KPop Demon Hunters is officially the most-streamed English movie in Netflix’s catalog. It is one of the most surprising success stories of the year. A completely original animated musical has captured the hearts and minds of audiences, all while Sony and Netflix were woefully unprepared for it to blow up the way it has. It debunks conjecture that people aren’t interested in original animated features, and now that it has, we can examine why projects by Pixar, once the top dog in animation, haven’t hit the same way they used to.
Elio, Pixar’s sci-fi pseudo-isekai film about an orphaned boy looking for family among aliens, had the company’s worst-ever box office debut back in June, and as Pixar’s original movies continue to flounder and fail to gain an audience while a sequel like Inside Out 2 can be one of the highest-grossing animated films of all time, the narrative increasingly becomes “people don’t want original stories or ones too specific to a certain lived experience.” Well, KPop Demon Hunters is a brand new story based in Korean mythology and is topping the charts for both movies and music, so that’s obviously not true. What’s the difference? Well, one KPop Demon Hunters artist has a theory.
Radford Sechrist is a story artist on KPop Demon Hunters, as well as the husband of director Maggie Kang. Sometimes he posts about art and animation on TikTok, and he had some insight as to why KPop Demon Hunters has been so successful while movies like Elio and even The Bad Guys 2, which had a pretty significant drop in box office after its opening weekend, are struggling. Sechrist says that even though a lot of animated movies are marketed as “all-ages,” only so many of them are truly aiming for adults as well as kids. He then goes on to argue that, in order for an animated film to become a big pop culture phenomenon, it has to target people in their 20s and up, and it will then naturally trickle down to children through platforms like YouTube and TikTok.

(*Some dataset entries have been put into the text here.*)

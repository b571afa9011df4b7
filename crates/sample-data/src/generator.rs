use crate::error::SampleDataError;
use crate::settings::GeneratorSettings;
use chrono::{Days, NaiveDate, Utc};
use core_types::{Observation, SeriesSource};
use rand::rngs::StdRng;
use rand::{Rng, SeedableRng};
use tracing::{debug, info};

/// Simulates a single stock as a compounding random walk.
///
/// Only the close, return, volatility and volume ratio follow the walk. The
/// moving averages are smooth sine waves around the base price and the
/// intraday fields are independent noise; they exist to decorate the charts.
pub struct RandomWalkGenerator {
    settings: GeneratorSettings,
    rng: StdRng,
}

impl RandomWalkGenerator {
    pub fn new(settings: GeneratorSettings) -> Result<Self, SampleDataError> {
        settings.validate()?;
        let rng = match settings.seed {
            Some(seed) => StdRng::seed_from_u64(seed),
            None => StdRng::from_entropy(),
        };
        Ok(Self { settings, rng })
    }

    pub fn settings(&self) -> &GeneratorSettings {
        &self.settings
    }

    /// Generates a fresh series, oldest day first.
    ///
    /// Successive calls on the same generator continue the random sequence, so
    /// they produce different walks even when seeded.
    pub fn generate(&mut self) -> Result<Vec<Observation>, SampleDataError> {
        let days = self.settings.days;
        let base_price = self.settings.base_price;
        let max_change = self.settings.max_daily_change_pct;
        let end_date = self
            .settings
            .end_date
            .unwrap_or_else(|| Utc::now().date_naive());

        // The earliest date is checked up front so a bad window fails before allocating.
        trading_day(end_date, days).ok_or(SampleDataError::DateOutOfRange(days))?;

        let mut series = Vec::with_capacity(days);
        let mut price = base_price;

        for i in 0..days {
            let date = trading_day(end_date, days - i).ok_or(SampleDataError::DateOutOfRange(days))?;

            let daily_change = self.rng.gen_range(-max_change..max_change) / 100.0;
            price *= 1.0 + daily_change;

            let step = i as f64;
            series.push(Observation {
                date,
                close: price,
                daily_return: daily_change * 100.0,
                volatility: (daily_change * 100.0).abs(),
                volume_ratio: self.rng.gen_range(0.5..1.5),
                ma20: base_price * (1.0 + (step / 10.0).sin() * 0.1),
                ma50: base_price * (1.0 + (step / 25.0).sin() * 0.15),
                daily_range_pct: self.rng.gen_range(2.0..5.0),
                price_position: self.rng.gen_range(0.0..100.0),
            });
        }

        if let (Some(first), Some(last)) = (series.first(), series.last()) {
            debug!(
                from = %first.date,
                to = %last.date,
                last_close = last.close,
                "Generated random walk."
            );
        }
        info!(days, seed = ?self.settings.seed, "Sample series generated.");

        Ok(series)
    }
}

impl SeriesSource for RandomWalkGenerator {
    type Error = SampleDataError;

    fn load_series(&mut self) -> Result<Vec<Observation>, Self::Error> {
        self.generate()
    }
}

/// The date `offset` days before `end_date`.
fn trading_day(end_date: NaiveDate, offset: usize) -> Option<NaiveDate> {
    end_date.checked_sub_days(Days::new(offset as u64))
}

/// Generates one series with the given settings.
pub fn generate_sample_data(settings: GeneratorSettings) -> Result<Vec<Observation>, SampleDataError> {
    RandomWalkGenerator::new(settings)?.generate()
}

“I think the issue is that kids only watch shows where they’re seeing people talking about it on YouTube, and the people talking about it on YouTube are in their 20s,” Sechrist says. “So if you’re developing a movie, you kind of have to think about people in their 20s first before the kids will even hear of the movie. So things like anime, Stranger Things, you have to sort of shoot for that age of demographic and you have to get people in their 20s excited so they’re talking about it. Then the kids will see that, and as long as you don’t put anything in the movie that’s too much for a kid—but let’s be honest, there’s like 5-year-olds watching Stranger Things.”
Sechrist points out that some of the most notable exceptions to this are in animation targeting pre-school children, or in shows like Bluey, which are aimed at children but engage in enough adult themes that parents gladly watch the show alongside their kids. Anecdotally, when I went to see KPop Demon Hunters for its singalong screenings, the kid to adult ratio in the crowds wasn’t exactly lopsided. I went with a group of adults, and we weren’t the only childless party at those screenings. My friend even joked that she forgot the movie was “for kids” until we arrived at the theater because its fandom has transcended age. That speaks to the truth of Sechrist’s theory that KPop Demon Hunters’ adult appeal, which it establishes through adult themes, quality animation, and music you’d actually listen to outside of the movie, has helped it break past the “kids movie” bubble that movies like Elio may be stuck in. He says that he would encourage Pixar, Disney, Dreamworks, and anyone else working on an animated property to consider if something is reaching the 20s-and-up demographic, or if they want it to be so specific in its younger audience that it never escapes those trappings.
Pixar’s box office trajectory has become a big topic in conversations about the state of animation writ large, but some nuance is lost when you ignore that several of Pixar’s movies have been released on Disney+ alongside a limited theatrical release in the years since the covid-19 pandemic. In any case, Pixar’s upcoming projects are pretty sequel heavy, with Toy Story 5, Incredibles 3, and Coco 2 all in the works. The studio’s next movie, an Avatar-like story called Hoppers, is coming to theaters on March 6.